BRIEF:
Report only the number of lines in this material that include the string "configuration".

-- RECORDS FOR THIS TASK follows --

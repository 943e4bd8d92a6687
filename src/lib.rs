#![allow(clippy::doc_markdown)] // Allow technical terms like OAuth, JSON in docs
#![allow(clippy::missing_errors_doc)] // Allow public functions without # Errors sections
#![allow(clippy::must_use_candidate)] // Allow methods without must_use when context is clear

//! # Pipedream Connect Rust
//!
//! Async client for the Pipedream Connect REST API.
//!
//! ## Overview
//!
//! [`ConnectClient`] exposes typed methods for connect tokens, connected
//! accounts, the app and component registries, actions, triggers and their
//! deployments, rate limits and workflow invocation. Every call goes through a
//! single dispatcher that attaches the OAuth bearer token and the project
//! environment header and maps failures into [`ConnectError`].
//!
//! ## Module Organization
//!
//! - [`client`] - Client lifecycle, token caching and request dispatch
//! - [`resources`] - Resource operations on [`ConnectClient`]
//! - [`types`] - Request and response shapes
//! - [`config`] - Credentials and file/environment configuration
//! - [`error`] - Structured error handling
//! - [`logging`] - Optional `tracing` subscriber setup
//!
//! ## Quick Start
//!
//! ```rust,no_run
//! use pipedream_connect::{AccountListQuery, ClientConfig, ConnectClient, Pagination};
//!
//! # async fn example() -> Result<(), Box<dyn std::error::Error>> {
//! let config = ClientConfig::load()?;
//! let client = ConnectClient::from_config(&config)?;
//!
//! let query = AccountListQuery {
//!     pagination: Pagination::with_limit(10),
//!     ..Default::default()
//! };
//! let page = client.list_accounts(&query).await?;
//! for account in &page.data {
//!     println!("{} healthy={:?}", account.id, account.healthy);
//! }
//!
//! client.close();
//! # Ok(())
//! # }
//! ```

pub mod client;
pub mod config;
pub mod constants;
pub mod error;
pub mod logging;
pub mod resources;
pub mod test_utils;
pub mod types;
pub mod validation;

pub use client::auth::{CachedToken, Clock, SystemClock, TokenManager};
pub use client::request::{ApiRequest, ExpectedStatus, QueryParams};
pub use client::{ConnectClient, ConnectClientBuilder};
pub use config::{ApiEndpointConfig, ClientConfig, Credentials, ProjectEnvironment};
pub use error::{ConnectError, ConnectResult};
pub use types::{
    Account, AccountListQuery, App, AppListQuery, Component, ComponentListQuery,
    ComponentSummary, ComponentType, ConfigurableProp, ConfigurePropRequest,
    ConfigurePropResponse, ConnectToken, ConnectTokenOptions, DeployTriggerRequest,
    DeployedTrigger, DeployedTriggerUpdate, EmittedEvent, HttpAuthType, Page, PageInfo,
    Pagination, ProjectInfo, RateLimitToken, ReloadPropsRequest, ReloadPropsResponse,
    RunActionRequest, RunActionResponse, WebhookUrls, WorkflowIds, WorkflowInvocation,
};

-- RECORDS FOR THIS TASK concluded --
-- RECORDS FOR THIS TASK follows --

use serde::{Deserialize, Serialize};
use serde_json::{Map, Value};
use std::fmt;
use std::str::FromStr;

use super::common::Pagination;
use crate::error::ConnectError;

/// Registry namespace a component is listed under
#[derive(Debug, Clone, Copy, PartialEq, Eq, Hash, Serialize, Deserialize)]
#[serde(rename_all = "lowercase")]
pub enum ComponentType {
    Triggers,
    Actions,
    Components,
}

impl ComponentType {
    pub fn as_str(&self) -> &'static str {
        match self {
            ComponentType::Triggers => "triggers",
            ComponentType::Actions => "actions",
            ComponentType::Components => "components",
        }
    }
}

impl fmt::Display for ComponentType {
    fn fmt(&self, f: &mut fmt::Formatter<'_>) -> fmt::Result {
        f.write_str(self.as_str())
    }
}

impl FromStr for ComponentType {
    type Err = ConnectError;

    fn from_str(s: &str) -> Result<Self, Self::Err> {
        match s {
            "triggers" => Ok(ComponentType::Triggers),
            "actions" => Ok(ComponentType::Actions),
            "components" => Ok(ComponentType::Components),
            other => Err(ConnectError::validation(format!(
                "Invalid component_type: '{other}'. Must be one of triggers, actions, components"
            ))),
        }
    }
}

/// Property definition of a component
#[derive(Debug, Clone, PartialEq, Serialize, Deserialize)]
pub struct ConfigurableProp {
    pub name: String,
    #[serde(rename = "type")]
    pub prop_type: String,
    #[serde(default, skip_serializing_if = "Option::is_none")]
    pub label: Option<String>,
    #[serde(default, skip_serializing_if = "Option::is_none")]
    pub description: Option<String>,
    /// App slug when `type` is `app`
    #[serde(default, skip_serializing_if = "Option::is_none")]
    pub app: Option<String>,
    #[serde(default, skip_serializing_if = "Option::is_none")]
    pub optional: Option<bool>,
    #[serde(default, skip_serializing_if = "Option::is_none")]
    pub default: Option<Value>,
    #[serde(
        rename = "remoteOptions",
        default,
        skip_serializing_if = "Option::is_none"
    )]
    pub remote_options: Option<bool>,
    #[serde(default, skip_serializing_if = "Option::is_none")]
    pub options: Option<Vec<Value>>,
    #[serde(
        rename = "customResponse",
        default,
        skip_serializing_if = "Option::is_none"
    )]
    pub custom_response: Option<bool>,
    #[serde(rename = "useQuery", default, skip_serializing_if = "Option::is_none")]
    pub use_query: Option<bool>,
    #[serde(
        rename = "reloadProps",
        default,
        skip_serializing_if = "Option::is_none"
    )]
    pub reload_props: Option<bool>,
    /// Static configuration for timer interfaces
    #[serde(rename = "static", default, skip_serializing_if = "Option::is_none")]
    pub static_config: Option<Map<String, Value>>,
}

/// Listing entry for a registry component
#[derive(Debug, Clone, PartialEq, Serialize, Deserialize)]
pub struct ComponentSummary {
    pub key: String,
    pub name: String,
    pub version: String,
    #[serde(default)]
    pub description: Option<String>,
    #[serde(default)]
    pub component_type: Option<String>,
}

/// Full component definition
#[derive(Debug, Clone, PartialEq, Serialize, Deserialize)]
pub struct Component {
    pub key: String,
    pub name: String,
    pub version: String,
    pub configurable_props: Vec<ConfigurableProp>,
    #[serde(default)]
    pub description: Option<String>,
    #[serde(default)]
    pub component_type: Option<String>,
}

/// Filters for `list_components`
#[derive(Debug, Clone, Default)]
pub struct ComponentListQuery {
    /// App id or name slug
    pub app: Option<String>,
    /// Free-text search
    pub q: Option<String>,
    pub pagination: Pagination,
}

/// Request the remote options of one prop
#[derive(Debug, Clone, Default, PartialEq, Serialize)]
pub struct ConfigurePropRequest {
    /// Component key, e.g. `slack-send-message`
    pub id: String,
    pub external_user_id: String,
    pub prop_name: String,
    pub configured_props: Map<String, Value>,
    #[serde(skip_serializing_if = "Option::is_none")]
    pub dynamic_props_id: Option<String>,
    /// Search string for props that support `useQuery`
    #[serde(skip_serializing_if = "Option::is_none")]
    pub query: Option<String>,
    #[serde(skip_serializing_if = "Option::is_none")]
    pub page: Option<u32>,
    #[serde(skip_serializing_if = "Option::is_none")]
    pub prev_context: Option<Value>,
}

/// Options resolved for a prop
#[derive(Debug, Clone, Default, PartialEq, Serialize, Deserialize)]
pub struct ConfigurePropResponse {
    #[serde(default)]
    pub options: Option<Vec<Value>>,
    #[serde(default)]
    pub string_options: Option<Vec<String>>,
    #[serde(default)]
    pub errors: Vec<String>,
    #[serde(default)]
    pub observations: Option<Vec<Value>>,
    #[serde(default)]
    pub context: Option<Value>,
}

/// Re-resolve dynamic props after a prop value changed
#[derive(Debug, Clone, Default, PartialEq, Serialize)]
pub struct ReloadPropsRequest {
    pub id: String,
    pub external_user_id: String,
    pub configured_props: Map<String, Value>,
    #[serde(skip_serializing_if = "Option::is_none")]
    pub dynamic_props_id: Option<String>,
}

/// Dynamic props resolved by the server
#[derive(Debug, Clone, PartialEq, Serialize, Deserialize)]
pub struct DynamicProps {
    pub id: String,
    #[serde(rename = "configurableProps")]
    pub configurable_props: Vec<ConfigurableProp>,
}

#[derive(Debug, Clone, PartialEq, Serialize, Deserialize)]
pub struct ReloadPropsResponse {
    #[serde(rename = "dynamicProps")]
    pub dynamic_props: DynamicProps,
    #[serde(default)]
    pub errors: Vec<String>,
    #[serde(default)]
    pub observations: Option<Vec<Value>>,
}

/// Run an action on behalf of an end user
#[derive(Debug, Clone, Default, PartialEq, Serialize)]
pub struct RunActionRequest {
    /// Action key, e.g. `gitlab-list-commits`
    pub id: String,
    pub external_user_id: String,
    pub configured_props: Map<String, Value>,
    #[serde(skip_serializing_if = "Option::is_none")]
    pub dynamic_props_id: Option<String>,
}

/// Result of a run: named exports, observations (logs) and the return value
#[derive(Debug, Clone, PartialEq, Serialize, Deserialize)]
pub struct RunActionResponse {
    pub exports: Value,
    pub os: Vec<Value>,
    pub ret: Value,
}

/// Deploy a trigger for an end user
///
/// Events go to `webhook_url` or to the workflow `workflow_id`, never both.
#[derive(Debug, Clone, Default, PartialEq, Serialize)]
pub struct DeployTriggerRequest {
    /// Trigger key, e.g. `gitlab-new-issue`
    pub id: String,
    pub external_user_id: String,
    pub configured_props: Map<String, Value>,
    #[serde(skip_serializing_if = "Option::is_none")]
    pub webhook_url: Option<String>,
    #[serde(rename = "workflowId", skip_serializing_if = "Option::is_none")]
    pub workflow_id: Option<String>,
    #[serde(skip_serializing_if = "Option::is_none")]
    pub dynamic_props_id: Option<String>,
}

-- RECORDS FOR THIS TASK concluded --
-- RECORDS FOR THIS TASK follows --

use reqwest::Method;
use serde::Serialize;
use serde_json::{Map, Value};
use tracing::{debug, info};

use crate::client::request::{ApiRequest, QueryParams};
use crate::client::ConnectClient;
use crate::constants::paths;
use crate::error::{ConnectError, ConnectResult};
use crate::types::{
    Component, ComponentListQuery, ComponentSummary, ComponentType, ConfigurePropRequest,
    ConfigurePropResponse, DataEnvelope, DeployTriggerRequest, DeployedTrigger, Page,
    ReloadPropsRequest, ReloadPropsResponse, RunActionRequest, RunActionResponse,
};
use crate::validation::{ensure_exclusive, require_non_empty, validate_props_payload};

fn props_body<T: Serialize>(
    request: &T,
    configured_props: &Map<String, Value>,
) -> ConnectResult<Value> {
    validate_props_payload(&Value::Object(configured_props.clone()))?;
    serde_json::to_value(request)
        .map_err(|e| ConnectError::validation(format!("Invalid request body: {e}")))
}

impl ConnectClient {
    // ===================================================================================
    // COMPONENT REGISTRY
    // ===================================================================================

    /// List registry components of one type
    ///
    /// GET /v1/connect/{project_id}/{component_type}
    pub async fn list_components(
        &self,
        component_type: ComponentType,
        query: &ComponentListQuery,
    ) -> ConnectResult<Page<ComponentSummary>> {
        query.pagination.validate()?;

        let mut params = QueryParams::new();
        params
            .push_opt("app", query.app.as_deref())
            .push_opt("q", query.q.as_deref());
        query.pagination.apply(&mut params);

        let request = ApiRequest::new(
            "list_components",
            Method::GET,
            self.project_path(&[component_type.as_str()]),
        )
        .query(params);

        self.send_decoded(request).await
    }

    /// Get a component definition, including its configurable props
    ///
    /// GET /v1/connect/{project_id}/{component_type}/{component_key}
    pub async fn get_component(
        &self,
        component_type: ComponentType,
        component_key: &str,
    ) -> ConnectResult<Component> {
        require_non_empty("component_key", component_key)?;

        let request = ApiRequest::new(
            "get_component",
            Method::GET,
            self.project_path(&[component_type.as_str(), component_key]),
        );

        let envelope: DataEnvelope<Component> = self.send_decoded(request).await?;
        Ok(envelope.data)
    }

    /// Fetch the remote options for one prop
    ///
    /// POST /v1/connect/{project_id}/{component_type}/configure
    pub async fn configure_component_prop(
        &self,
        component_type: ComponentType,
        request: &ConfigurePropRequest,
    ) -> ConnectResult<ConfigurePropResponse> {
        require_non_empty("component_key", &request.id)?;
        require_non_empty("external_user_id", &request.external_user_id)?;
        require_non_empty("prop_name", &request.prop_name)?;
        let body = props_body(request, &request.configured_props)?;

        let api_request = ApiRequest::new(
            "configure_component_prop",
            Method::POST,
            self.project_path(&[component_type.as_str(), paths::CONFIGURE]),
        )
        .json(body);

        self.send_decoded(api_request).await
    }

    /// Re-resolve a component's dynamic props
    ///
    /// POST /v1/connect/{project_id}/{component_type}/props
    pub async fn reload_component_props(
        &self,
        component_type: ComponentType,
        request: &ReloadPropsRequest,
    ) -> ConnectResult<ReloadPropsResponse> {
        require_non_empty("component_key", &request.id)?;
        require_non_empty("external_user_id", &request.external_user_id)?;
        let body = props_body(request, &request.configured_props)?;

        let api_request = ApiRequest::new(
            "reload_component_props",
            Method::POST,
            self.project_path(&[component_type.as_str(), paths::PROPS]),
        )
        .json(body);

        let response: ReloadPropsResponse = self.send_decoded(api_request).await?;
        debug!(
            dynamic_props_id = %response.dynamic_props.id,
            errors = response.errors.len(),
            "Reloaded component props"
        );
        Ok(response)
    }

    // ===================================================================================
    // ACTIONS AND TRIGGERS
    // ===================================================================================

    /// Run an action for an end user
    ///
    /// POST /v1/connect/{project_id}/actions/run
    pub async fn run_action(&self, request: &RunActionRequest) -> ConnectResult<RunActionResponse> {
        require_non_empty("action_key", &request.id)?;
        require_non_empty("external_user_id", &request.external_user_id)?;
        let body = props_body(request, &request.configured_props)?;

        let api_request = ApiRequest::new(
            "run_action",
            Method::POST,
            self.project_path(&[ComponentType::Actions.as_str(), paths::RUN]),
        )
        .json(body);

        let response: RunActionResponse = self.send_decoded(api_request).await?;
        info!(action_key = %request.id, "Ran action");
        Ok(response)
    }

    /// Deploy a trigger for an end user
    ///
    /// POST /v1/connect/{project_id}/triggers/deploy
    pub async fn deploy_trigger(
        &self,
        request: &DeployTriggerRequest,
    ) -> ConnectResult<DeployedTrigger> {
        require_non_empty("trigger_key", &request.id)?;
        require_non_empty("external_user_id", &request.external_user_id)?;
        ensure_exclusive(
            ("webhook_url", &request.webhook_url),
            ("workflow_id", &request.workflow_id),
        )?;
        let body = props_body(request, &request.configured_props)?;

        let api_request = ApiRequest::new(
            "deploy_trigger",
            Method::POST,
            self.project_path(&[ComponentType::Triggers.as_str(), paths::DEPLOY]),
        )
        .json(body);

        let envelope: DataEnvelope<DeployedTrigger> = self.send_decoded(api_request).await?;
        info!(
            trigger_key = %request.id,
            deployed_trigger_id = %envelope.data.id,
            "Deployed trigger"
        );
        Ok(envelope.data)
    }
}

-- RECORDS FOR THIS TASK concluded --

WRITTEN SOLUTION:
2